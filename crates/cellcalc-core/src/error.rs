//! Error types for cellcalc-core

use crate::cell::Position;
use thiserror::Error;

/// Result type alias using [`Error`]
pub type Result<T> = std::result::Result<T, Error>;

/// Errors that can occur in cellcalc-core and the sheet layer built on it
#[derive(Debug, Error)]
pub enum Error {
    /// Invalid cell address format
    #[error("Invalid cell address: {0}")]
    InvalidAddress(String),

    /// Position outside of the sheet limits
    #[error("Invalid position: ({}, {})", .0.row, .0.col)]
    InvalidPosition(Position),

    /// Formula parse error
    #[error("Formula parse error: {0}")]
    FormulaParse(String),
}
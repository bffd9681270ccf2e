//! Parse events
//!
//! The boundary between a tokenizer/parser and [`crate::AstBuilder`]. A source
//! reports the formula in post-order: every operand is complete before the
//! operator that consumes it, so `1+2*3` arrives as
//! `Literal("1") Literal("2") Literal("3") Binary(*) Binary(+)`.
//!
//! Grouping parentheses never appear as events; only their effect on the order does.

use crate::ast::{BinaryOperator, UnaryOperator};
use crate::error::FormulaError;

/// A single event from a formula parse
#[derive(Debug, Clone, PartialEq)]
pub enum ParseEvent<'a> {
    /// Numeric literal text, not yet validated
    Literal(&'a str),

    /// A unary operator whose operand has just been completed
    Unary(UnaryOperator),

    /// A binary operator whose two operands have just been completed
    Binary(BinaryOperator),

    /// The source rejected the input; nothing follows this event
    Error(FormulaError),
}
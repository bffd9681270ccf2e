//! Formula printers
//!
//! Two renderings of a [`FormulaExpr`]:
//! - canonical infix text with only the parentheses needed to rebuild the same tree
//! - a fully parenthesized prefix dump used for diagnostics, e.g. `(+ (* 1 2) 3)`

use crate::ast::{BinaryOperator, FormulaExpr};
use std::fmt::{self, Write};

/// Printing precedence of a node, loosest first
///
/// This is not the grammar precedence: `+` and `-` (and `*` and `/`) get separate
/// levels because regrouping is only safe for some of them.
#[derive(Debug, Clone, Copy, PartialEq, Eq, PartialOrd, Ord, Hash)]
pub enum Precedence {
    Add,
    Sub,
    Mul,
    Div,
    Unary,
    Atom,
}

impl Precedence {
    const COUNT: usize = 6;

    fn index(self) -> usize {
        self as usize
    }

    /// Whether a child of precedence `child` printed under `self` needs parentheses
    pub fn needs_parens(self, child: Precedence, right_child: bool) -> bool {
        let side = if right_child { PAREN_RIGHT } else { PAREN_LEFT };
        PRECEDENCE_RULES[self.index()][child.index()] & side != 0
    }
}

const PAREN_NONE: u8 = 0b00;
const PAREN_LEFT: u8 = 0b01;
const PAREN_RIGHT: u8 = 0b10;
const PAREN_BOTH: u8 = PAREN_LEFT | PAREN_RIGHT;

// PRECEDENCE_RULES[parent][child]: which sides of `parent` must wrap a `child` in parentheses.
//
// A + (B + C), A + (B - C)  never need them
// A - (B + C), A - (B - C)  always need them on the right
// A * (B * C), A * (B / C)  never need them
// A / (B * C), A / (B / C)  always need them on the right
// -(A + B), -(A - B)        always need them
// -(A * B), -(A / B)        never need them
// +(A + B) only sometimes needs them (`+(A + B) / C` does not); they are always kept.
const PRECEDENCE_RULES: [[u8; Precedence::COUNT]; Precedence::COUNT] = [
    /* Add   */ [PAREN_NONE, PAREN_NONE, PAREN_NONE, PAREN_NONE, PAREN_NONE, PAREN_NONE],
    /* Sub   */ [PAREN_RIGHT, PAREN_RIGHT, PAREN_NONE, PAREN_NONE, PAREN_NONE, PAREN_NONE],
    /* Mul   */ [PAREN_BOTH, PAREN_BOTH, PAREN_NONE, PAREN_NONE, PAREN_NONE, PAREN_NONE],
    /* Div   */ [PAREN_BOTH, PAREN_BOTH, PAREN_RIGHT, PAREN_RIGHT, PAREN_NONE, PAREN_NONE],
    /* Unary */ [PAREN_BOTH, PAREN_BOTH, PAREN_NONE, PAREN_NONE, PAREN_NONE, PAREN_NONE],
    /* Atom  */ [PAREN_NONE, PAREN_NONE, PAREN_NONE, PAREN_NONE, PAREN_NONE, PAREN_NONE],
];

impl BinaryOperator {
    pub fn precedence(self) -> Precedence {
        match self {
            BinaryOperator::Add => Precedence::Add,
            BinaryOperator::Subtract => Precedence::Sub,
            BinaryOperator::Multiply => Precedence::Mul,
            BinaryOperator::Divide => Precedence::Div,
        }
    }
}

impl FormulaExpr {
    /// Printing precedence of this node
    pub fn precedence(&self) -> Precedence {
        match self {
            FormulaExpr::Number(_) => Precedence::Atom,
            FormulaExpr::UnaryOp { .. } => Precedence::Unary,
            FormulaExpr::BinaryOp { op, .. } => op.precedence(),
        }
    }

    /// Write canonical infix text (no leading `=`)
    ///
    /// # Example
    /// ```rust
    /// use cellcalc_formula::{BinaryOperator, FormulaExpr};
    ///
    /// let expr = FormulaExpr::binary(
    ///     BinaryOperator::Multiply,
    ///     FormulaExpr::number(1.0),
    ///     FormulaExpr::binary(BinaryOperator::Add, FormulaExpr::number(2.0), FormulaExpr::number(3.0)),
    /// );
    /// assert_eq!(expr.to_canonical_string(), "1*(2+3)");
    /// ```
    pub fn write_canonical<W: Write>(&self, out: &mut W) -> fmt::Result {
        // The root is printed as if under an atom, which never adds parentheses.
        self.write_with_precedence(out, Precedence::Atom, false)
    }

    /// Canonical infix text as an owned string
    pub fn to_canonical_string(&self) -> String {
        let mut out = String::new();
        // Writing into a String cannot fail.
        let _ = self.write_canonical(&mut out);
        out
    }

    /// Write this node as a child of a `parent` precedence node
    pub fn write_with_precedence<W: Write>(
        &self,
        out: &mut W,
        parent: Precedence,
        right_child: bool,
    ) -> fmt::Result {
        let precedence = self.precedence();
        let parens = parent.needs_parens(precedence, right_child);

        if parens {
            out.write_char('(')?;
        }
        self.write_inorder(out, precedence)?;
        if parens {
            out.write_char(')')?;
        }
        Ok(())
    }

    fn write_inorder<W: Write>(&self, out: &mut W, precedence: Precedence) -> fmt::Result {
        match self {
            FormulaExpr::Number(value) => write!(out, "{}", value),
            FormulaExpr::UnaryOp { op, operand } => {
                out.write_char(op.symbol())?;
                operand.write_with_precedence(out, precedence, false)
            }
            FormulaExpr::BinaryOp { op, left, right } => {
                left.write_with_precedence(out, precedence, false)?;
                out.write_char(op.symbol())?;
                right.write_with_precedence(out, precedence, true)
            }
        }
    }

    /// Write the fully parenthesized prefix dump
    pub fn write_debug<W: Write>(&self, out: &mut W) -> fmt::Result {
        match self {
            FormulaExpr::Number(value) => write!(out, "{}", value),
            FormulaExpr::UnaryOp { op, operand } => {
                write!(out, "({} ", op)?;
                operand.write_debug(out)?;
                out.write_char(')')
            }
            FormulaExpr::BinaryOp { op, left, right } => {
                write!(out, "({} ", op)?;
                left.write_debug(out)?;
                out.write_char(' ')?;
                right.write_debug(out)?;
                out.write_char(')')
            }
        }
    }

    /// Prefix dump as an owned string
    pub fn to_debug_string(&self) -> String {
        let mut out = String::new();
        let _ = self.write_debug(&mut out);
        out
    }
}

impl fmt::Display for FormulaExpr {
    fn fmt(&self, f: &mut fmt::Formatter<'_>) -> fmt::Result {
        self.write_canonical(f)
    }
}

#[cfg(test)]
mod tests {
    use super::*;
    use crate::ast::UnaryOperator;
    use pretty_assertions::assert_eq;

    fn num(v: f64) -> FormulaExpr {
        FormulaExpr::number(v)
    }

    fn bin(op: BinaryOperator, l: FormulaExpr, r: FormulaExpr) -> FormulaExpr {
        FormulaExpr::binary(op, l, r)
    }

    fn neg(e: FormulaExpr) -> FormulaExpr {
        FormulaExpr::unary(UnaryOperator::Minus, e)
    }

    fn pos(e: FormulaExpr) -> FormulaExpr {
        FormulaExpr::unary(UnaryOperator::Plus, e)
    }

    use BinaryOperator::{Add, Divide as Div, Multiply as Mul, Subtract as Sub};

    #[test]
    fn test_rule_table_rows() {
        use Precedence as P;
        let levels = [P::Add, P::Sub, P::Mul, P::Div, P::Unary, P::Atom];

        // Add and Atom parents never parenthesize.
        for child in levels {
            for right in [false, true] {
                assert!(!P::Add.needs_parens(child, right));
                assert!(!P::Atom.needs_parens(child, right));
            }
        }

        assert!(P::Sub.needs_parens(P::Add, true));
        assert!(P::Sub.needs_parens(P::Sub, true));
        assert!(!P::Sub.needs_parens(P::Add, false));
        assert!(!P::Sub.needs_parens(P::Mul, true));

        assert!(P::Mul.needs_parens(P::Add, false));
        assert!(P::Mul.needs_parens(P::Sub, true));
        assert!(!P::Mul.needs_parens(P::Div, true));

        assert!(P::Div.needs_parens(P::Mul, true));
        assert!(P::Div.needs_parens(P::Div, true));
        assert!(!P::Div.needs_parens(P::Div, false));
        assert!(!P::Div.needs_parens(P::Unary, true));

        assert!(P::Unary.needs_parens(P::Add, false));
        assert!(P::Unary.needs_parens(P::Sub, false));
        assert!(!P::Unary.needs_parens(P::Mul, false));
        assert!(!P::Unary.needs_parens(P::Atom, false));
    }

    #[test]
    fn test_left_assoc_chain_has_no_parens() {
        let e = bin(Sub, bin(Sub, num(1.0), num(2.0)), num(3.0));
        assert_eq!(e.to_canonical_string(), "1-2-3");
    }

    #[test]
    fn test_right_nested_subtraction_keeps_parens() {
        let e = bin(Sub, num(1.0), bin(Sub, num(2.0), num(3.0)));
        assert_eq!(e.to_canonical_string(), "1-(2-3)");

        let e = bin(Sub, num(1.0), bin(Add, num(2.0), num(3.0)));
        assert_eq!(e.to_canonical_string(), "1-(2+3)");
    }

    #[test]
    fn test_right_nested_addition_drops_parens() {
        let e = bin(Add, num(1.0), bin(Sub, num(2.0), num(3.0)));
        assert_eq!(e.to_canonical_string(), "1+2-3");
    }

    #[test]
    fn test_looser_child_under_product() {
        let e = bin(Mul, num(1.0), bin(Add, num(2.0), num(3.0)));
        assert_eq!(e.to_canonical_string(), "1*(2+3)");

        let e = bin(Div, bin(Sub, num(1.0), num(2.0)), num(3.0));
        assert_eq!(e.to_canonical_string(), "(1-2)/3");
    }

    #[test]
    fn test_products() {
        let e = bin(Mul, bin(Mul, num(1.0), num(2.0)), num(3.0));
        assert_eq!(e.to_canonical_string(), "1*2*3");

        let e = bin(Mul, num(1.0), bin(Div, num(2.0), num(3.0)));
        assert_eq!(e.to_canonical_string(), "1*2/3");

        let e = bin(Div, num(1.0), bin(Div, num(2.0), num(3.0)));
        assert_eq!(e.to_canonical_string(), "1/(2/3)");

        let e = bin(Div, num(1.0), bin(Mul, num(2.0), num(3.0)));
        assert_eq!(e.to_canonical_string(), "1/(2*3)");

        let e = bin(Div, bin(Mul, num(1.0), num(2.0)), num(3.0));
        assert_eq!(e.to_canonical_string(), "1*2/3");
    }

    #[test]
    fn test_unary_operands() {
        assert_eq!(
            neg(bin(Mul, num(1.0), num(2.0))).to_canonical_string(),
            "-1*2"
        );
        assert_eq!(
            neg(bin(Add, num(1.0), num(2.0))).to_canonical_string(),
            "-(1+2)"
        );
        assert_eq!(
            pos(bin(Sub, num(1.0), num(2.0))).to_canonical_string(),
            "+(1-2)"
        );
        assert_eq!(neg(neg(num(4.0))).to_canonical_string(), "--4");
        assert_eq!(
            bin(Sub, num(1.0), neg(num(2.0))).to_canonical_string(),
            "1--2"
        );
    }

    #[test]
    fn test_number_formatting() {
        assert_eq!(num(3.0).to_canonical_string(), "3");
        assert_eq!(num(0.25).to_canonical_string(), "0.25");
        assert_eq!(num(1e20).to_canonical_string(), "100000000000000000000");
    }

    #[test]
    fn test_debug_dump() {
        let e = bin(Add, bin(Mul, num(1.0), num(2.0)), num(3.0));
        assert_eq!(e.to_debug_string(), "(+ (* 1 2) 3)");

        let e = neg(bin(Div, num(1.0), num(0.5)));
        assert_eq!(e.to_debug_string(), "(- (/ 1 0.5))");
    }

    #[test]
    fn test_display_is_canonical() {
        let e = bin(Mul, bin(Add, num(1.0), num(2.0)), num(3.0));
        assert_eq!(format!("{}", e), "(1+2)*3");
    }
}
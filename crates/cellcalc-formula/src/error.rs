//! Formula error types

use thiserror::Error;

/// Result type for formula operations
pub type FormulaResult<T> = std::result::Result<T, FormulaError>;

/// Errors that can occur while turning formula text into an AST
#[derive(Debug, Clone, PartialEq, Error)]
pub enum FormulaError {
    /// The tokenizer hit a character it does not understand
    #[error("Error when lexing: {0}")]
    Lex(String),

    /// The token stream does not match the formula grammar
    #[error("Error when parsing: {0}")]
    Parse(String),

    /// A numeric literal is not a finite decimal number
    #[error("Invalid number: {0}")]
    InvalidNumber(String),
}

/// Division by zero or a non-finite intermediate result
///
/// Returned by [`crate::evaluate`]; [`crate::Formula::evaluate`] turns it into an
/// in-band `#ARITHM!` value.
#[derive(Debug, Clone, Copy, PartialEq, Eq, Error)]
#[error("arithmetic error")]
pub struct ArithmeticError;
// SPDX-License-Identifier: Apache-2.0

//! One-shot helpers that drive an encoder to completion and gather the
//! chunks into a single buffer.
//!
//! `Ok(None)` means the session produced no output at all, which happens
//! for an absent root. Callers that only ever encode present values can
//! unwrap the option.

use crate::encode_error::EncodeError;
use crate::encoder::JsonEncoder;
use crate::options::EncodeOptions;
use crate::value::Value;
use bytes::{Bytes, BytesMut};
use core::pin::Pin;
use futures_core::Stream;

/// Encode `value` to a single byte buffer.
pub async fn to_bytes(
    value: impl Into<Value>,
    opts: EncodeOptions,
) -> Result<Option<Bytes>, EncodeError> {
    let mut encoder = JsonEncoder::with_options(value, opts);
    let mut out = BytesMut::new();
    let mut produced = false;
    loop {
        let next =
            core::future::poll_fn(|cx| Pin::new(&mut encoder).poll_next(cx)).await;
        match next {
            Some(Ok(chunk)) => {
                produced = true;
                out.extend_from_slice(&chunk);
            }
            Some(Err(err)) => return Err(err),
            None => break,
        }
    }
    Ok(produced.then(|| out.freeze()))
}

/// Encode `value` to a `String`.
///
/// The output of a session without raw fragments is always valid UTF-8;
/// a raw fragment that is not costs an [`EncodeError::InvalidUtf8`] here.
pub async fn to_string(
    value: impl Into<Value>,
    opts: EncodeOptions,
) -> Result<Option<String>, EncodeError> {
    match to_bytes(value, opts).await? {
        Some(bytes) => {
            let text = String::from_utf8(bytes.to_vec())
                .map_err(|e| EncodeError::InvalidUtf8(e.utf8_error()))?;
            Ok(Some(text))
        }
        None => Ok(None),
    }
}
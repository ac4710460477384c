// SPDX-License-Identifier: Apache-2.0

//! Streams a small report document to stdout, chunk by chunk, with a
//! file-like byte source and a deferred value embedded mid-document.

use futures::executor::block_on;
use futures::StreamExt;
use jsonflow::{ChunkSource, ElementsSource, EncodeOptions, JsonEncoder, Value};
use std::io::Write;

fn main() {
    let body = ChunkSource::new(&b"All systems nominal.\nNext review in 30 days."[..], 16);
    let rows = ElementsSource::new([
        Value::object([("check", Value::from("disk")), ("ok", Value::from(true))]),
        Value::object([("check", Value::from("network")), ("ok", Value::from(true))]),
    ]);
    let doc = Value::object([
        ("title", Value::from("status report")),
        ("generated", Value::future(async { Ok(Value::from("2026-01-01")) })),
        ("body", Value::text_stream(body)),
        ("checks", Value::element_stream(rows)),
    ]);

    let opts = EncodeOptions::new()
        .with_indent_spaces(2)
        .with_chunk_hint(32);
    let mut encoder = JsonEncoder::with_options(doc, opts);

    block_on(async {
        let mut stdout = std::io::stdout();
        let mut chunks = 0usize;
        while let Some(chunk) = encoder.next().await {
            match chunk {
                Ok(bytes) => {
                    chunks += 1;
                    stdout.write_all(&bytes).expect("stdout write failed");
                }
                Err(err) => {
                    eprintln!("encoding failed: {err}");
                    std::process::exit(1);
                }
            }
        }
        println!();
        eprintln!("({chunks} chunks)");
    });
}
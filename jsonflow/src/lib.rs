// SPDX-License-Identifier: Apache-2.0

//! Incremental JSON encoding over asynchronous inputs.
//!
//! `jsonflow` turns one [`Value`] into a stream of JSON text chunks. Plain
//! data is encoded in place; deferred values and pull sources are awaited
//! mid-document, so a multi-gigabyte record set or file body is embedded
//! without ever being resident in memory. Output is produced strictly in
//! document order and only as fast as the consumer polls.
//!
//! ```
//! use futures::executor::block_on;
//! use jsonflow::{collect, ChunkSource, EncodeOptions, Value};
//!
//! let doc = Value::object([
//!     ("name", Value::from("report")),
//!     ("body", Value::text_stream(ChunkSource::full_slice(&b"line one"[..]))),
//! ]);
//! let text = block_on(collect::to_string(doc, EncodeOptions::new()))
//!     .unwrap()
//!     .unwrap();
//! assert_eq!(text, r#"{"name":"report","body":"line one"}"#);
//! ```

pub mod collect;

mod encode_error;
pub use encode_error::{EncodeError, SourceError};

mod encoder;
pub use encoder::JsonEncoder;

mod escape;

mod frame;

mod options;
pub use options::{EncodeOptions, Replacer};

mod source;
pub use source::{
    ByteSource, ChunkSource, ElementSource, ElementsSource, StreamElements, StreamSource,
};

mod source_frame;

mod value;
pub use value::{LazyFn, Value, ValueFuture};
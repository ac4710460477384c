// SPDX-License-Identifier: Apache-2.0

//! JSON string escaping and quoting.
//!
//! Pure functions shared by the literal, object-key and text-source paths.
//! The escapable set covers the JSON-mandated control characters plus the
//! code points that are unsafe to embed verbatim in transported JSON
//! (C1 controls, bidi/joiner controls, line/paragraph separators, BOM and
//! the specials block).

use bytes::{BufMut, BytesMut};

const HEX: &[u8; 16] = b"0123456789abcdef";

/// Whether `c` must be written as an escape sequence.
fn needs_escape(c: char) -> bool {
    matches!(c,
        '"' | '\\'
        | '\u{0000}'..='\u{001f}'
        | '\u{007f}'..='\u{009f}'
        | '\u{00ad}'
        | '\u{0600}'..='\u{0604}'
        | '\u{070f}'
        | '\u{17b4}'
        | '\u{17b5}'
        | '\u{200c}'..='\u{200f}'
        | '\u{2028}'..='\u{202f}'
        | '\u{2060}'..='\u{206f}'
        | '\u{feff}'
        | '\u{fff0}'..='\u{ffff}')
}

/// Append `s` to `out` with every escapable character replaced.
///
/// Clean spans are copied through in one piece; a string with no
/// escapable characters is appended unchanged.
pub fn escape_into(s: &str, out: &mut BytesMut) {
    let bytes = s.as_bytes();
    let mut start = 0;
    for (i, c) in s.char_indices() {
        if !needs_escape(c) {
            continue;
        }
        out.extend_from_slice(&bytes[start..i]);
        match c {
            '\u{0008}' => out.extend_from_slice(b"\\b"),
            '\t' => out.extend_from_slice(b"\\t"),
            '\n' => out.extend_from_slice(b"\\n"),
            '\u{000c}' => out.extend_from_slice(b"\\f"),
            '\r' => out.extend_from_slice(b"\\r"),
            '"' => out.extend_from_slice(b"\\\""),
            '\\' => out.extend_from_slice(b"\\\\"),
            _ => {
                // Everything else in the set sits in the BMP, so four
                // hex digits always suffice.
                let cp = c as u32;
                out.extend_from_slice(&[
                    b'\\',
                    b'u',
                    HEX[((cp >> 12) & 0xf) as usize],
                    HEX[((cp >> 8) & 0xf) as usize],
                    HEX[((cp >> 4) & 0xf) as usize],
                    HEX[(cp & 0xf) as usize],
                ]);
            }
        }
        start = i + c.len_utf8();
    }
    out.extend_from_slice(&bytes[start..]);
}

/// Append `s` as a complete JSON string literal, quotes included.
pub fn quote_into(s: &str, out: &mut BytesMut) {
    out.put_u8(b'"');
    escape_into(s, out);
    out.put_u8(b'"');
}

#[cfg(test)]
mod tests {
    use super::*;

    fn escaped(s: &str) -> String {
        let mut out = BytesMut::new();
        escape_into(s, &mut out);
        String::from_utf8(out.to_vec()).unwrap()
    }

    #[test]
    fn test_clean_string_unchanged() {
        assert_eq!(escaped("plain ascii, no controls"), "plain ascii, no controls");
        assert_eq!(escaped(""), "");
    }

    #[test]
    fn test_short_escapes() {
        assert_eq!(escaped("a\nb"), "a\\nb");
        assert_eq!(escaped("\t\r\u{0008}\u{000c}"), "\\t\\r\\b\\f");
        assert_eq!(escaped("say \"hi\""), "say \\\"hi\\\"");
        assert_eq!(escaped("back\\slash"), "back\\\\slash");
    }

    #[test]
    fn test_unicode_escapes() {
        assert_eq!(escaped("\u{0000}"), "\\u0000");
        assert_eq!(escaped("\u{001f}"), "\\u001f");
        assert_eq!(escaped("\u{2028}\u{2029}"), "\\u2028\\u2029");
        assert_eq!(escaped("\u{feff}"), "\\ufeff");
        assert_eq!(escaped("\u{007f}#\u{0600}"), "\\u007f#\\u0600");
    }

    #[test]
    fn test_non_bmp_passthrough() {
        // Astral-plane characters are not in the escapable set.
        assert_eq!(escaped("crab \u{1f980}"), "crab \u{1f980}");
    }

    #[test]
    fn test_quote_into() {
        let mut out = BytesMut::new();
        quote_into("line1\nline2", &mut out);
        assert_eq!(&out[..], br#""line1\nline2""#);
    }
}
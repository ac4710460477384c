// SPDX-License-Identifier: Apache-2.0

//! The input value model.
//!
//! [`Value`] is a closed union over every category the encoder accepts.
//! Plain data lives in owned containers, so a value is always a tree —
//! circular structures cannot be built. The remaining variants carry the
//! late-bound inputs: a surrogate hook, a deferred value and the three
//! tagged pull-source kinds.

use crate::encode_error::SourceError;
use crate::source::{ByteSource, ElementSource};
use core::fmt;
use core::future::Future;
use core::pin::Pin;

/// A deferred value: settles once with either a value or a failure.
pub type ValueFuture = Pin<Box<dyn Future<Output = Result<Value, SourceError>> + Send>>;

/// One-shot surrogate hook, see [`Value::lazy`].
pub type LazyFn = Box<dyn FnOnce() -> Value + Send>;

/// A JSON-encodable value graph.
pub enum Value {
    /// Encodes as `null`.
    Null,
    /// No value: dropped as an object member, `null` as an array element,
    /// no output at the root.
    Undefined,
    Bool(bool),
    Int(i64),
    /// Non-finite floats encode as `null`.
    Float(f64),
    /// 128-bit integers exceed the interoperable JSON number range and are
    /// rejected at classification time.
    BigInt(i128),
    String(String),
    Array(Vec<Value>),
    /// Keyed record; member order is preserved in the output.
    Object(Vec<(String, Value)>),
    /// Surrogate hook: the returned value is encoded in this one's place.
    Lazy(LazyFn),
    /// Deferred value, encoded once it settles.
    Future(ValueFuture),
    /// Pull source embedded as one JSON string, chunks escaped.
    TextStream(Box<dyn ByteSource>),
    /// Pull source embedded as a JSON array, one element per item.
    ElementStream(Box<dyn ElementSource>),
    /// Pull source spliced in verbatim. The bytes are not validated; the
    /// caller guarantees they form a syntactically valid JSON fragment.
    RawStream(Box<dyn ByteSource>),
}

impl Value {
    /// Embed a surrogate hook. The hook runs when the value is reached
    /// during encoding and its result is classified in this value's place;
    /// a hook returning another `Lazy` is re-invoked, so the hook supplier
    /// must ensure the chain terminates.
    pub fn lazy<F>(f: F) -> Self
    where
        F: FnOnce() -> Value + Send + 'static,
    {
        Value::Lazy(Box::new(f))
    }

    /// Embed a deferred value.
    pub fn future<F>(fut: F) -> Self
    where
        F: Future<Output = Result<Value, SourceError>> + Send + 'static,
    {
        Value::Future(Box::pin(fut))
    }

    /// Embed a byte source as a JSON string. Chunks must be valid UTF-8
    /// and must not split a multi-byte character across chunk boundaries.
    pub fn text_stream<S>(source: S) -> Self
    where
        S: ByteSource + 'static,
    {
        Value::TextStream(Box::new(source))
    }

    /// Embed an element source as a JSON array.
    pub fn element_stream<S>(source: S) -> Self
    where
        S: ElementSource + 'static,
    {
        Value::ElementStream(Box::new(source))
    }

    /// Splice a byte source in verbatim, without quoting or escaping.
    pub fn raw_stream<S>(source: S) -> Self
    where
        S: ByteSource + 'static,
    {
        Value::RawStream(Box::new(source))
    }

    /// Build an object from key/value pairs, preserving iteration order.
    pub fn object<K, V>(entries: impl IntoIterator<Item = (K, V)>) -> Self
    where
        K: Into<String>,
        V: Into<Value>,
    {
        Value::Object(
            entries
                .into_iter()
                .map(|(k, v)| (k.into(), v.into()))
                .collect(),
        )
    }

    /// Build an array from values.
    pub fn array<V>(items: impl IntoIterator<Item = V>) -> Self
    where
        V: Into<Value>,
    {
        Value::Array(items.into_iter().map(Into::into).collect())
    }
}

impl fmt::Debug for Value {
    fn fmt(&self, f: &mut fmt::Formatter<'_>) -> fmt::Result {
        match self {
            Value::Null => f.write_str("Null"),
            Value::Undefined => f.write_str("Undefined"),
            Value::Bool(b) => f.debug_tuple("Bool").field(b).finish(),
            Value::Int(n) => f.debug_tuple("Int").field(n).finish(),
            Value::Float(x) => f.debug_tuple("Float").field(x).finish(),
            Value::BigInt(n) => f.debug_tuple("BigInt").field(n).finish(),
            Value::String(s) => f.debug_tuple("String").field(s).finish(),
            Value::Array(items) => f.debug_tuple("Array").field(items).finish(),
            Value::Object(entries) => f.debug_tuple("Object").field(entries).finish(),
            Value::Lazy(_) => f.write_str("Lazy(..)"),
            Value::Future(_) => f.write_str("Future(..)"),
            Value::TextStream(_) => f.write_str("TextStream(..)"),
            Value::ElementStream(_) => f.write_str("ElementStream(..)"),
            Value::RawStream(_) => f.write_str("RawStream(..)"),
        }
    }
}

impl From<bool> for Value {
    fn from(b: bool) -> Self {
        Value::Bool(b)
    }
}

macro_rules! from_int {
    ($($ty:ty),*) => {
        $(impl From<$ty> for Value {
            fn from(n: $ty) -> Self {
                Value::Int(n as i64)
            }
        })*
    };
}
from_int!(i8, i16, i32, i64, u8, u16, u32);

impl From<u64> for Value {
    fn from(n: u64) -> Self {
        match i64::try_from(n) {
            Ok(n) => Value::Int(n),
            Err(_) => Value::Float(n as f64),
        }
    }
}

impl From<i128> for Value {
    fn from(n: i128) -> Self {
        Value::BigInt(n)
    }
}

impl TryFrom<u128> for Value {
    type Error = core::num::TryFromIntError;

    /// Fails above `i128::MAX`; there is no wider integer variant and a
    /// lossy fallback would misrepresent the value.
    fn try_from(n: u128) -> Result<Self, Self::Error> {
        i128::try_from(n).map(Value::BigInt)
    }
}

impl From<f32> for Value {
    fn from(x: f32) -> Self {
        Value::Float(x as f64)
    }
}

impl From<f64> for Value {
    fn from(x: f64) -> Self {
        Value::Float(x)
    }
}

impl From<&str> for Value {
    fn from(s: &str) -> Self {
        Value::String(s.to_owned())
    }
}

impl From<String> for Value {
    fn from(s: String) -> Self {
        Value::String(s)
    }
}

impl From<Vec<Value>> for Value {
    fn from(items: Vec<Value>) -> Self {
        Value::Array(items)
    }
}

impl<T: Into<Value>> From<Option<T>> for Value {
    fn from(opt: Option<T>) -> Self {
        match opt {
            Some(v) => v.into(),
            None => Value::Null,
        }
    }
}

TRY IT: How many lines of the listing above contain the string "derive"? Answer with the number alone.

TASK OUTPUT: 5